**WHAT IS NEEDED:** For the data below, the lines that hold "Toad" should be counted; only the resulting number is expected.

[Dataset entries]
-- Opening Marker --
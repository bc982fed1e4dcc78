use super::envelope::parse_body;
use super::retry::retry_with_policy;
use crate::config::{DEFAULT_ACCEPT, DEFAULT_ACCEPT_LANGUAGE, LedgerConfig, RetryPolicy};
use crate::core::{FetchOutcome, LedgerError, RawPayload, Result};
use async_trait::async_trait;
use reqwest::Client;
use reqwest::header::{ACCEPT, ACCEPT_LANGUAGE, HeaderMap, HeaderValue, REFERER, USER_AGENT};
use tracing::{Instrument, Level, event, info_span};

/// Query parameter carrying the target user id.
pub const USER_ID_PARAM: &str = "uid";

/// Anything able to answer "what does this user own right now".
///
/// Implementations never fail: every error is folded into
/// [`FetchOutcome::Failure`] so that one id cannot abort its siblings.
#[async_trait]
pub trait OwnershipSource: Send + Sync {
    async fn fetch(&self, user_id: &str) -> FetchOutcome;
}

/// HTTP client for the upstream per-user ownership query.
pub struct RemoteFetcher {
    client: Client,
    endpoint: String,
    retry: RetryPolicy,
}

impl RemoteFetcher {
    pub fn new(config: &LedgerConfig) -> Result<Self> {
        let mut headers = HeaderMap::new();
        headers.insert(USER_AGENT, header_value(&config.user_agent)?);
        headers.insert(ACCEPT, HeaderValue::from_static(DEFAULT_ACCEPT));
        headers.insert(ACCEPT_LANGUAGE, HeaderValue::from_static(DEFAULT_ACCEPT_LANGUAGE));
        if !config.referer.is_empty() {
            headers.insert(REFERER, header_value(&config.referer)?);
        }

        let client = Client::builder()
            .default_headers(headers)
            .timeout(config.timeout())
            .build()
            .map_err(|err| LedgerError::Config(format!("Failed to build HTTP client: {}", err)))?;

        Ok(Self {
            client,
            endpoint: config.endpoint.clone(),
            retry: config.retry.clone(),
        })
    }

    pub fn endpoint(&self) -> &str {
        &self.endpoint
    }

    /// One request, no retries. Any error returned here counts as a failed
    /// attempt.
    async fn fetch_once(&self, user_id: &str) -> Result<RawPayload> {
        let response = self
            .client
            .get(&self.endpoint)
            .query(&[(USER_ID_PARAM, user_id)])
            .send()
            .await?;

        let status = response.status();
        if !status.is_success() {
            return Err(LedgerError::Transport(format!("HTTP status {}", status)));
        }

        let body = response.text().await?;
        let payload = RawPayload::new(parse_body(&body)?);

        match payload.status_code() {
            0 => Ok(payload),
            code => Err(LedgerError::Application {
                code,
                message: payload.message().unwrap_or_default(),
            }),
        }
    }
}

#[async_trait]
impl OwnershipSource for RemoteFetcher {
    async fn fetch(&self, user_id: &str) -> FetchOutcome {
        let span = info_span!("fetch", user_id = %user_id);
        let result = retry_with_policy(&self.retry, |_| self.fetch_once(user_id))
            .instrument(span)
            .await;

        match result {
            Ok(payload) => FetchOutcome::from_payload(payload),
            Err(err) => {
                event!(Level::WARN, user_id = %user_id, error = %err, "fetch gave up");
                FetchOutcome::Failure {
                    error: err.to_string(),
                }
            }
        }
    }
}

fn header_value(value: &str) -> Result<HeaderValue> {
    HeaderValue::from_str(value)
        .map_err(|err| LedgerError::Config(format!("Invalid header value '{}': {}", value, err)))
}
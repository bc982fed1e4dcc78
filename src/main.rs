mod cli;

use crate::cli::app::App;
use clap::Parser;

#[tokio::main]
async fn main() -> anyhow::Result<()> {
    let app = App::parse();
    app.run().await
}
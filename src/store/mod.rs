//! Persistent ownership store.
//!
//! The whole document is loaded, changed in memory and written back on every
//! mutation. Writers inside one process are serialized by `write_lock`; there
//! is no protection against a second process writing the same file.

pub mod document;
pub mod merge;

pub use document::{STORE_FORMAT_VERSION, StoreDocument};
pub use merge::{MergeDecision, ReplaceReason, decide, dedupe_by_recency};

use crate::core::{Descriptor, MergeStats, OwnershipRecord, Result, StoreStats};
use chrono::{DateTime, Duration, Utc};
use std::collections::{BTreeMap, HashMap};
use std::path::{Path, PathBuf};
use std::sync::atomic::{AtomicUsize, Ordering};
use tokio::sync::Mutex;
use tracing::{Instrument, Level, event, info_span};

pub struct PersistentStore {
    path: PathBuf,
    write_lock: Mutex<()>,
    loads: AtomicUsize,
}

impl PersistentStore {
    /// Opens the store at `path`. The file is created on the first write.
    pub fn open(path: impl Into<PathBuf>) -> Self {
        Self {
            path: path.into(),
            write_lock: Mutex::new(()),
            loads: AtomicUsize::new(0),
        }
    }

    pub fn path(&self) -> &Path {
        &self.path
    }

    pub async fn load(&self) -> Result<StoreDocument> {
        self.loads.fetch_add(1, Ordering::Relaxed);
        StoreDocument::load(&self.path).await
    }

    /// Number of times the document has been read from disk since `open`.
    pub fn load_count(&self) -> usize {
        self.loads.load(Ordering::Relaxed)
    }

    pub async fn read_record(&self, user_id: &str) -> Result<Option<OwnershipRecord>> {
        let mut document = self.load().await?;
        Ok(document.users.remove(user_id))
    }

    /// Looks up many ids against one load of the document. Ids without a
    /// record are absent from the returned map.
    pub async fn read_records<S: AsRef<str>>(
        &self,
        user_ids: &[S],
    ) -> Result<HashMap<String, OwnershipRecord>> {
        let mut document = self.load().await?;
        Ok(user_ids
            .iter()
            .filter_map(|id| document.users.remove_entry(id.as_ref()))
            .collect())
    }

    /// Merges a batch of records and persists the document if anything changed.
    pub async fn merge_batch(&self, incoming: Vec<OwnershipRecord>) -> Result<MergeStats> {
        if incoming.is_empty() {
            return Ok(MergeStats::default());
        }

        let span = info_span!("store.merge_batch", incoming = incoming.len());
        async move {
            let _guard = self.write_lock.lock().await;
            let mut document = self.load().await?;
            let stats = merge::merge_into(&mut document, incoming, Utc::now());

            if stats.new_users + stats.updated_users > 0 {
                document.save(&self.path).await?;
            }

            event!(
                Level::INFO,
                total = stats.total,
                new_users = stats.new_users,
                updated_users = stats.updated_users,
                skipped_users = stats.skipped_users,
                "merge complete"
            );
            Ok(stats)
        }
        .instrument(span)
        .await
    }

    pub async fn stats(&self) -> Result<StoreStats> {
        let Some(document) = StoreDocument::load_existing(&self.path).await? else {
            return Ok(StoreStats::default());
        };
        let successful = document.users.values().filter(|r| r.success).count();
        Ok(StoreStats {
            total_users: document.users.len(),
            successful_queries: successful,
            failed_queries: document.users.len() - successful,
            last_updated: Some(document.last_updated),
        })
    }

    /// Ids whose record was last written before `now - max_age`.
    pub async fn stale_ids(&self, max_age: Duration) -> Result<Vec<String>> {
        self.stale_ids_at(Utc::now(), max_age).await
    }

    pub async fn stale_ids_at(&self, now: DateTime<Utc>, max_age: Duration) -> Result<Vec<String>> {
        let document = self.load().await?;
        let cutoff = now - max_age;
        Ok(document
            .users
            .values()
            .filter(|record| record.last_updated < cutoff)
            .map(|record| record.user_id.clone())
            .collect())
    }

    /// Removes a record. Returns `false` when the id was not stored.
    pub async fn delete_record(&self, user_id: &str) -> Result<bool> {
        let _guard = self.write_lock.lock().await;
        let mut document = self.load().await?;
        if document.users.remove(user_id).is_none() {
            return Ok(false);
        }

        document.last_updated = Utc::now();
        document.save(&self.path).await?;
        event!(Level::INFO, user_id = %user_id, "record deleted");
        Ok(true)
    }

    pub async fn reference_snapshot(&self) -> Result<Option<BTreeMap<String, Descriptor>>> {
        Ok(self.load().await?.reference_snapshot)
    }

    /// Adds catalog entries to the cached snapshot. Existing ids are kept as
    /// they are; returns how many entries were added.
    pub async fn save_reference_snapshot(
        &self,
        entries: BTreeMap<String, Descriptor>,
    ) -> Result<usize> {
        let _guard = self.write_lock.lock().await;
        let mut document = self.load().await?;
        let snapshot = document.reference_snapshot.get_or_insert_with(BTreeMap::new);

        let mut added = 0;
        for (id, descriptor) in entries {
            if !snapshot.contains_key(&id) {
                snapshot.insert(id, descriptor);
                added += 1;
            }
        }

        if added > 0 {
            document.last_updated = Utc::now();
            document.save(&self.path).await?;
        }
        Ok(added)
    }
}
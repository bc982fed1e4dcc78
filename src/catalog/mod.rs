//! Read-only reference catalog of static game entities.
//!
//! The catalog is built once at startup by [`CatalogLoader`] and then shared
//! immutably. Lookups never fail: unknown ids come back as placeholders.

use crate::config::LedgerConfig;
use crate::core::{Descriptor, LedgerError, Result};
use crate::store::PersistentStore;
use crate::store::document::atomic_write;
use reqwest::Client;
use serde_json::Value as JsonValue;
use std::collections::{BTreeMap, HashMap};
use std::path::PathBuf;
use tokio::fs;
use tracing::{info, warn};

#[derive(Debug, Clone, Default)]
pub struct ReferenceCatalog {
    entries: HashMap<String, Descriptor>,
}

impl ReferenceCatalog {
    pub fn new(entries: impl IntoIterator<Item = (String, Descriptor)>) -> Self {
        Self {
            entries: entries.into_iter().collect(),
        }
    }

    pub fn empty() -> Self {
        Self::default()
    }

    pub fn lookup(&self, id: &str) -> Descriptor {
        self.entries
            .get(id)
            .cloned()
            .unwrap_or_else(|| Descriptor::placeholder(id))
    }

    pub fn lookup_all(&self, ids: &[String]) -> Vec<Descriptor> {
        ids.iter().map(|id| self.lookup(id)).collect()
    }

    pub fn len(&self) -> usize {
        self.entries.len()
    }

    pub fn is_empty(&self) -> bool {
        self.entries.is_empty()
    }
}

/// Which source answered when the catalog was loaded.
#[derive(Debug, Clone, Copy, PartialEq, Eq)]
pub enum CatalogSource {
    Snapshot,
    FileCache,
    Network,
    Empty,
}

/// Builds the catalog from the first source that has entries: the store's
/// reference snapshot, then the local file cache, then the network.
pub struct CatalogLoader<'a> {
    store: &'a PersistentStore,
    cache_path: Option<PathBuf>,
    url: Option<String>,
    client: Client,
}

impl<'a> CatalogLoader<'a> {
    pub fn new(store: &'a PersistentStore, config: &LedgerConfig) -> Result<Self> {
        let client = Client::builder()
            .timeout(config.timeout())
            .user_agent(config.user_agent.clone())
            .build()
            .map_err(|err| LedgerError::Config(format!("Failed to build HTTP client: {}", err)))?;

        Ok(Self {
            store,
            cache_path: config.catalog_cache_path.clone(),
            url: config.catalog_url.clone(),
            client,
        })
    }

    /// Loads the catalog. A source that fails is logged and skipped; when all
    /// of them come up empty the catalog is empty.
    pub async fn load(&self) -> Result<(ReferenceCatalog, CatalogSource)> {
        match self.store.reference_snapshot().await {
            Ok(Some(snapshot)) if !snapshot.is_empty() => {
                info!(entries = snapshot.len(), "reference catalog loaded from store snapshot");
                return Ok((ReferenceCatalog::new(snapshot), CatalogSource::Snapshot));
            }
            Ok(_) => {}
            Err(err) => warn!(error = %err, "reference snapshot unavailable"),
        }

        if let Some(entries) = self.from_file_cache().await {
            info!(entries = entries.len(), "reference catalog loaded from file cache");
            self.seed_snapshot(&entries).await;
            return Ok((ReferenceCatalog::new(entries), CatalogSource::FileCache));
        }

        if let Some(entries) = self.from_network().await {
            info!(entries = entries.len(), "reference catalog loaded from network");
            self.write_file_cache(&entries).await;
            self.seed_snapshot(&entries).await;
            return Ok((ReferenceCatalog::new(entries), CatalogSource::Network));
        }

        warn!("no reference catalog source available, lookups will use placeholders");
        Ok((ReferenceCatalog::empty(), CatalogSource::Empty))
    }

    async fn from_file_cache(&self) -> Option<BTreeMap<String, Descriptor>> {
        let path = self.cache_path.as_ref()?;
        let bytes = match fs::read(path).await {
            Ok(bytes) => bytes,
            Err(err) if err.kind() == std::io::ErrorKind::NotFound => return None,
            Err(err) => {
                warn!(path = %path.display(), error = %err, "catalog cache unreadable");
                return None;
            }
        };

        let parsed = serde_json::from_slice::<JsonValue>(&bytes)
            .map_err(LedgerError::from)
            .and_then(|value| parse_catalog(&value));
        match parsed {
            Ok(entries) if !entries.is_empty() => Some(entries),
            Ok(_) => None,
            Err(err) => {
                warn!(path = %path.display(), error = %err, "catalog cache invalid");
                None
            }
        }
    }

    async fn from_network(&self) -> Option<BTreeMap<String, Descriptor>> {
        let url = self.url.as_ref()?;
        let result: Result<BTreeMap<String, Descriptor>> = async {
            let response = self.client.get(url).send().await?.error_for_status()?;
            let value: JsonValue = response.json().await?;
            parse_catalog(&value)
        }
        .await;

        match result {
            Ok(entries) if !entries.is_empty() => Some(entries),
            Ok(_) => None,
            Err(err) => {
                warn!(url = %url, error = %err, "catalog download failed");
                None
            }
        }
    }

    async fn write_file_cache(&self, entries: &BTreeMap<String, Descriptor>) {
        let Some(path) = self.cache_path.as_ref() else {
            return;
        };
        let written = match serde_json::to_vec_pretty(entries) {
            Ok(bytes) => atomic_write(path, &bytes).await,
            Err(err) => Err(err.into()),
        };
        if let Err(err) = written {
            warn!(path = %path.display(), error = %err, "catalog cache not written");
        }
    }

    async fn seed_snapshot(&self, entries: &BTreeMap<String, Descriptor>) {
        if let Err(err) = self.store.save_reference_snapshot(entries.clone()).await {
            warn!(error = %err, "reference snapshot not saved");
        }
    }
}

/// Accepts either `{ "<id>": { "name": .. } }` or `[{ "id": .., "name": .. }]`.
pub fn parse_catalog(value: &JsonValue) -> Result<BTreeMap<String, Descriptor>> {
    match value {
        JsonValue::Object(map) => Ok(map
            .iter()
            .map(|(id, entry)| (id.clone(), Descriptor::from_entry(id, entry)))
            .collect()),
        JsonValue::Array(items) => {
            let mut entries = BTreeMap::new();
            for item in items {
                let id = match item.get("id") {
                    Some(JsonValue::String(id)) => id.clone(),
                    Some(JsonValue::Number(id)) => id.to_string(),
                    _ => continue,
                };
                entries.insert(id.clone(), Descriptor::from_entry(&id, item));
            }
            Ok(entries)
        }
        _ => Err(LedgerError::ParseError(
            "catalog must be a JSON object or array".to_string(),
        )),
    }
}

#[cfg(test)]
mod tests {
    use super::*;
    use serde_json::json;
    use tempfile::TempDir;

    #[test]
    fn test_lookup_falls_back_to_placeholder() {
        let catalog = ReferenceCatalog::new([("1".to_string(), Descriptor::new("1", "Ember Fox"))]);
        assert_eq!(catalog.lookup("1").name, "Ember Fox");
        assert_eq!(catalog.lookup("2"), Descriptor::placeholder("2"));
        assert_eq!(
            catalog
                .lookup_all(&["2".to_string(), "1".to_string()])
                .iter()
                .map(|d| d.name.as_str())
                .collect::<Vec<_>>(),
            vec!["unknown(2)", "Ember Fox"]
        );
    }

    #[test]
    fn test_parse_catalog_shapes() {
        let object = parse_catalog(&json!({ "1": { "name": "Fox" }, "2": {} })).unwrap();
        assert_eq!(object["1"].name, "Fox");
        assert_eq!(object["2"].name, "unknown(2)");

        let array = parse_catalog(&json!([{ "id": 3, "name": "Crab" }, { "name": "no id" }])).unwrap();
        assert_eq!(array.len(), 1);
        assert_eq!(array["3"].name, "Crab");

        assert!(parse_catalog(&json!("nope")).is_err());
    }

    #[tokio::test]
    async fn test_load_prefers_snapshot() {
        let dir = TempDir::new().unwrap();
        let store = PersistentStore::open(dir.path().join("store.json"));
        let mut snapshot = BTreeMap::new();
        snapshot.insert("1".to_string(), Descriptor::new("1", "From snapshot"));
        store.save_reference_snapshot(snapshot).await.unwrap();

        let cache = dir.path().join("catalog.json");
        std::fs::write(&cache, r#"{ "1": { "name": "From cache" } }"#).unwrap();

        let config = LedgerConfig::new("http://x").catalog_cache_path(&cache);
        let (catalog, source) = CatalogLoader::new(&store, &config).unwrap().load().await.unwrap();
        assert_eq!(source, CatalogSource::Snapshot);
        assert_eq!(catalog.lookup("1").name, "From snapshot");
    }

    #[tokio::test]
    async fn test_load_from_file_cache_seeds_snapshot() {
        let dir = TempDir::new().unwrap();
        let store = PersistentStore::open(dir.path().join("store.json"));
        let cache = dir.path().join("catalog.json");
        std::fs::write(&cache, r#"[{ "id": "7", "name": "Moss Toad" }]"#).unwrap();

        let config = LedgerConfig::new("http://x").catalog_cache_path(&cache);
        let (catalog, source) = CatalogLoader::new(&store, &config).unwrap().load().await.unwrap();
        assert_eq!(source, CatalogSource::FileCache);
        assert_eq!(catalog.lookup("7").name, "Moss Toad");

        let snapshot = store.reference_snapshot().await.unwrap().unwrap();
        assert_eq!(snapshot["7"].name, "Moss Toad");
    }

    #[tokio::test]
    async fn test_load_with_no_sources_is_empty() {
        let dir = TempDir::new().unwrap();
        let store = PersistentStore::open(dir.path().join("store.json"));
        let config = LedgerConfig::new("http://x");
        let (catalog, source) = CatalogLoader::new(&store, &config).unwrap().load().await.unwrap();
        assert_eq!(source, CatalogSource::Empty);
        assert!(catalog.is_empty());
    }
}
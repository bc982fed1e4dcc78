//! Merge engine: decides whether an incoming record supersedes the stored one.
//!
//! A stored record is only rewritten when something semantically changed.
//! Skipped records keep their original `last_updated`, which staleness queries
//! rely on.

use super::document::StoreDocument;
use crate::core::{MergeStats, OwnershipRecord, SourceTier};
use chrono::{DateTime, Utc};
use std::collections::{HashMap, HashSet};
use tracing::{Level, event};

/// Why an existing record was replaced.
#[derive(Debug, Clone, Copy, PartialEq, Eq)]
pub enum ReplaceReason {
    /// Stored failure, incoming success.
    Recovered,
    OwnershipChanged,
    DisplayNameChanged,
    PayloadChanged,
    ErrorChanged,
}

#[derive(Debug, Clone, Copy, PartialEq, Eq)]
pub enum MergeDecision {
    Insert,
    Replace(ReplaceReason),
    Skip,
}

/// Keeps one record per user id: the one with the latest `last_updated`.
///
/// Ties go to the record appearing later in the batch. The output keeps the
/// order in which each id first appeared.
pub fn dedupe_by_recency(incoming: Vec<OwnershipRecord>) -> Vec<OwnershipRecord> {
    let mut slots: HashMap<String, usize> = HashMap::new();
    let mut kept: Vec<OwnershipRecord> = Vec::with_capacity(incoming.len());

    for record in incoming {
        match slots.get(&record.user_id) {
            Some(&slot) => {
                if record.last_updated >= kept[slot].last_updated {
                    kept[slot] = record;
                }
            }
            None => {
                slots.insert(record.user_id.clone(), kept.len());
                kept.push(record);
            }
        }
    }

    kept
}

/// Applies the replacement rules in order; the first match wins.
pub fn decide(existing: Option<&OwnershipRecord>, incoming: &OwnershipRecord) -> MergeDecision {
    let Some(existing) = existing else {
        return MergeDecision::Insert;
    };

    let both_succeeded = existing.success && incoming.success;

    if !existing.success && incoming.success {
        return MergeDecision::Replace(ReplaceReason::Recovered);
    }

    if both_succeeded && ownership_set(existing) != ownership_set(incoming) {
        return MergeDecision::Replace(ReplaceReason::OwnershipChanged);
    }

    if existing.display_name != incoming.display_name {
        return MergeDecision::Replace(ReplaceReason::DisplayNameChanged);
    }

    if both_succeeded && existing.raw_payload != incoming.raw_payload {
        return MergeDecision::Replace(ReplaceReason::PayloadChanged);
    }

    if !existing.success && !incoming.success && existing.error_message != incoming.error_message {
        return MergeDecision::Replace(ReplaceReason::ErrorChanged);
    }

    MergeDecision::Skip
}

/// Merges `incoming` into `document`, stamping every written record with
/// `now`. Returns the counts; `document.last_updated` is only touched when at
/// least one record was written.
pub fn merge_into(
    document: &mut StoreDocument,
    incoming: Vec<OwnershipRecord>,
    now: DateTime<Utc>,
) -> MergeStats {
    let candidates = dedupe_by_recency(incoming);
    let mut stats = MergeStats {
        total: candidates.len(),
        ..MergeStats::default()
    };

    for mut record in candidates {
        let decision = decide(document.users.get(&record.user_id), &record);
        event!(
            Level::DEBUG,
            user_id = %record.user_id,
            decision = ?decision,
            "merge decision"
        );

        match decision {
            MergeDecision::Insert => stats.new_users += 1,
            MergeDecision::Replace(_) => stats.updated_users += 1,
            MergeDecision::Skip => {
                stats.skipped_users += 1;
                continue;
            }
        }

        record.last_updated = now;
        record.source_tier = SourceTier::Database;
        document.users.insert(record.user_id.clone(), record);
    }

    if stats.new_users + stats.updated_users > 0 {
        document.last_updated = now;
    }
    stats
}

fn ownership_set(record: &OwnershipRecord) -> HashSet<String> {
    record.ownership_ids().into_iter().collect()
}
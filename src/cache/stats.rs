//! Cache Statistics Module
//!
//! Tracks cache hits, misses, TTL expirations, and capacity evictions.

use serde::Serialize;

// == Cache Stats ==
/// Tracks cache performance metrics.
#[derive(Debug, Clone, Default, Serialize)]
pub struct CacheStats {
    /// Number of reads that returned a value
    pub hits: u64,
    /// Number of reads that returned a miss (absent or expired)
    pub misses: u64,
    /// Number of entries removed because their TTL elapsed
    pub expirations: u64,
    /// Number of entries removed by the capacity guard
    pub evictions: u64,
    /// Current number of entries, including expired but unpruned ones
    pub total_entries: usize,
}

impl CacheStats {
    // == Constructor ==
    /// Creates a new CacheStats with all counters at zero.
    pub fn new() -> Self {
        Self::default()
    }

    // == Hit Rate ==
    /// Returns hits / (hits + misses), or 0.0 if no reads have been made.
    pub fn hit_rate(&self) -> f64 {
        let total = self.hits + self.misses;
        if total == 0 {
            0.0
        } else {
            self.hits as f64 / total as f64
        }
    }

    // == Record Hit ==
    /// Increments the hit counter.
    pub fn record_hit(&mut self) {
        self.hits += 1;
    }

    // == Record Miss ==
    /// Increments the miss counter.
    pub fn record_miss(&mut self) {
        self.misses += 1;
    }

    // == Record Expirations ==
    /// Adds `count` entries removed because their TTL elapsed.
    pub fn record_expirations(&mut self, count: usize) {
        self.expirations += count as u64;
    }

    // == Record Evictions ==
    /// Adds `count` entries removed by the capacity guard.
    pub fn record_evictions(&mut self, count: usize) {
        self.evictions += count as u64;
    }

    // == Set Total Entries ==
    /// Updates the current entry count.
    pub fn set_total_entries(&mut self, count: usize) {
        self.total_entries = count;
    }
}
-- Closing Marker --
**SOLVED PROBLEM:** 3